Implementation is key. The details of the design can easily reward aberrant behavior or punish intended behavior. Leaving the asterisk behind, I really want to be able to help people without worrying that I am hurting them.

: Zubon

52 thoughts on “On the Same Team

  1. bhagpuss

    Several times I got Gold contribution for Events just for being in the general area. At least twice I never even saw the event in question, only the on-screen notification that it was happening. I didn’t participate in any way.

    Also I received several skill points on challenges I failed when at a later stage, in one case about half an hour later, someone else completed it while i was miles away.

    It’s beta, I guess. I can’t imagine they meant to be quite that generous.

    1. musik

      probably not, but i will always prefer to get some “freebes” that dont hurt others, than all the griefing scenarios of other mmo’s. i really dont understand why any game adds kill stealing to its game mechanics, is there anyone who finds it fun? i really don’t think so…

      there’s nothing revolutionary about this, it’s completely logical and should be industry standart in my opinion.

      1. gwj

        Pretty sure it’s just lazy programming.

        “What percent of a creature’s health should a player have to reduce to get credit for the kill?”
        “Meh. Just say the one who gets the killing hit gets exp and drops.”

  2. Tib

    Yes, and players in LoL whine incessantly about it. I never understood why people hate an entire community of players until I played lol.

    I have never yelled at people for KS, because most of it is unintentional, and it is for the greater good, but I reached the end of my rope a week or two ago when my lane partner did literally nothing but stay in the weeds and KS every minion and champion I had whittled down.

    A GW2 counterfactual: I actually got more annoyed at players in gw2 than I do at the vast majority of characters in LOL. Typically this was because I was leveling my melee weapons, identified a mob I wanted to kill, ran toward it and it invariably died to ranged damage before I reached it.

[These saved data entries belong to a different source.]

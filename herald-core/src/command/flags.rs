use std::collections::HashMap;
use std::fmt::Display;

use lazy_static::lazy_static;
use regex::Regex;

use super::arguments::{Token, split_token};

lazy_static! {
    static ref OPTION_TOKEN: Regex = Regex::new(r"^--?([A-Za-z][\w-]*)$").unwrap();
}

/// Parsed options, keyed by canonical option name. Value-less options map to `None`.
pub type ParsedOptions = HashMap<String, Option<String>>;

/// A flag-style option such as `-silent` or `--reason "being rude"`.
#[derive(Clone, Debug, Default, PartialEq, Eq)]
pub struct OptionSpec {
    pub name: String,
    pub aliases: Vec<String>,
    pub description: String,
    /// Whether the option consumes the following token as its value.
    pub takes_value: bool,
    pub hidden: bool,
    /// Developer-only options are treated as unknown for everyone else.
    pub developer_only: bool,
}

impl OptionSpec {
    pub fn new(name: impl Into<String>) -> Self {
        Self {
            name: name.into(),
            ..Default::default()
        }
    }

    pub fn alias(mut self, alias: impl Into<String>) -> Self {
        self.aliases.push(alias.into());
        self
    }

    pub fn description(mut self, description: impl Into<String>) -> Self {
        self.description = description.into();
        self
    }

    pub fn with_value(mut self) -> Self {
        self.takes_value = true;
        self
    }

    pub fn hidden(mut self) -> Self {
        self.hidden = true;
        self
    }

    pub fn developer_only(mut self) -> Self {
        self.developer_only = true;
        self
    }

    fn matches(&self, name: &str) -> bool {
        self.name == name || self.aliases.iter().any(|a| a == name)
    }
}

/// What happens to option-looking tokens that no declared option matches.
#[derive(Clone, Copy, Debug, Default, PartialEq, Eq)]
pub enum UnknownOptionPolicy {
    /// The candidate fails verification.
    #[default]
    Fail,
    /// The token is kept as ordinary leftover text.
    Include,
}

/// What happens to text left over after all positional arguments and options were consumed.
#[derive(Clone, Copy, Debug, Default, PartialEq, Eq)]
pub enum OverflowPolicy {
    /// The candidate fails verification.
    #[default]
    Fail,
    /// The text is discarded.
    Ignore,
}

#[derive(Debug, Clone, PartialEq, Eq)]
pub enum OptionsError {
    Unrecognised(String),
    MissingValue(String),
}

impl Display for OptionsError {
    fn fmt(&self, f: &mut std::fmt::Formatter<'_>) -> std::fmt::Result {
        match self {
            Self::Unrecognised(name) => write!(f, "unrecognised option: {name}"),
            Self::MissingValue(name) => write!(f, "option {name} expects a value, but none was provided"),
        }
    }
}
impl std::error::Error for OptionsError {}

/// Returns the option name if `token` looks like an option (`-name` or `--name`). Quoted tokens are
/// always plain text.
fn option_name<'a>(token: &'a Token<'_>) -> Option<&'a str> {
    if token.quoted {
        return None;
    }
    OPTION_TOKEN.captures(&token.value).and_then(|c| c.get(1)).map(|m| m.as_str())
}

fn find_spec<'a>(specs: &'a [OptionSpec], name: &str, developer: bool) -> Option<&'a OptionSpec> {
    specs
        .iter()
        .find(|s| s.matches(name) && (developer || !s.developer_only))
}

/// Byte offset of the first token in `text` that names one of `specs`, if any.
///
/// Positional arguments are verified against the text before this offset, so that arguments which
/// consume the rest of a message leave trailing options alone.
pub fn first_option_offset(text: &str, specs: &[OptionSpec]) -> Option<usize> {
    if specs.is_empty() {
        return None;
    }

    let mut rest = text;
    loop {
        let trimmed = rest.trim_start();
        if trimmed.is_empty() {
            return None;
        }

        let offset = text.len() - trimmed.len();
        let token = split_token(trimmed, true);
        if option_name(&token).is_some_and(|name| specs.iter().any(|s| s.matches(name))) {
            return Some(offset);
        }

        rest = token.leftover;
    }
}

/// Extracts declared options from `input`.
///
/// Returns the parsed options and whatever text was not consumed by them, with tokens joined by
/// single spaces.
pub fn options_from_str(
    input: &str,
    specs: &[OptionSpec],
    unknown: UnknownOptionPolicy,
    developer: bool,
) -> Result<(ParsedOptions, String), OptionsError> {
    let mut entries = ParsedOptions::new();
    let mut leftover: Vec<String> = Vec::new();
    let mut rest = input.trim_start();

    while !rest.is_empty() {
        let token = split_token(rest, true);
        rest = token.leftover;

        let Some(name) = option_name(&token) else {
            leftover.push(token.value.into_owned());
            continue;
        };

        match find_spec(specs, name, developer) {
            Some(spec) if spec.takes_value => {
                let value = split_token(rest, true);
                if rest.is_empty() || option_name(&value).is_some() {
                    return Err(OptionsError::MissingValue(spec.name.clone()));
                }

                rest = value.leftover;
                entries.insert(spec.name.clone(), Some(value.value.into_owned()));
            },
            Some(spec) => {
                entries.insert(spec.name.clone(), None);
            },
            None => match unknown {
                UnknownOptionPolicy::Fail => return Err(OptionsError::Unrecognised(name.to_owned())),
                UnknownOptionPolicy::Include => leftover.push(token.value.into_owned()),
            },
        }
    }

    Ok((entries, leftover.join(" ")))
}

    It may not have been kill stealing, I may have gotten the gold reward, but it was still an annoying and negative play experience.

    1. Jabberwockist

      That is an interesting point. Weapons still require you to “tag” enemies so that you can unlock weapons skills.

      I wonder if that’s the thinking behind starting the Mesmer off with a sword, literally the only melee weapon available to the class? That way you unlock all your skills during the tutorial mission, and never run into your problem later.

    2. Zubon Post author

      I still feel for the poor LotRO Burglars. Someone could theoretically see you going in and be considerate. The invisible hobbit on the far side of the wolf? No. You only realize that you are taking his target when the distraction debuff appears over its head as your induction completes. “Sorry, man!”

    3. SynCaine

      About LoL: Understanding which champs should get kills and which should not is a part of the game. It’s no different than a healer rolling on tank loot in an MMO. Once you understand why, you become a better player.

      1. Tib

        Some champions may benefit more from leveling, but that wasn’t even remotely the case here. I was soloing the lane and literally the only thing he did was get the last hit on virtually every mob for the first 4 minutes of the game.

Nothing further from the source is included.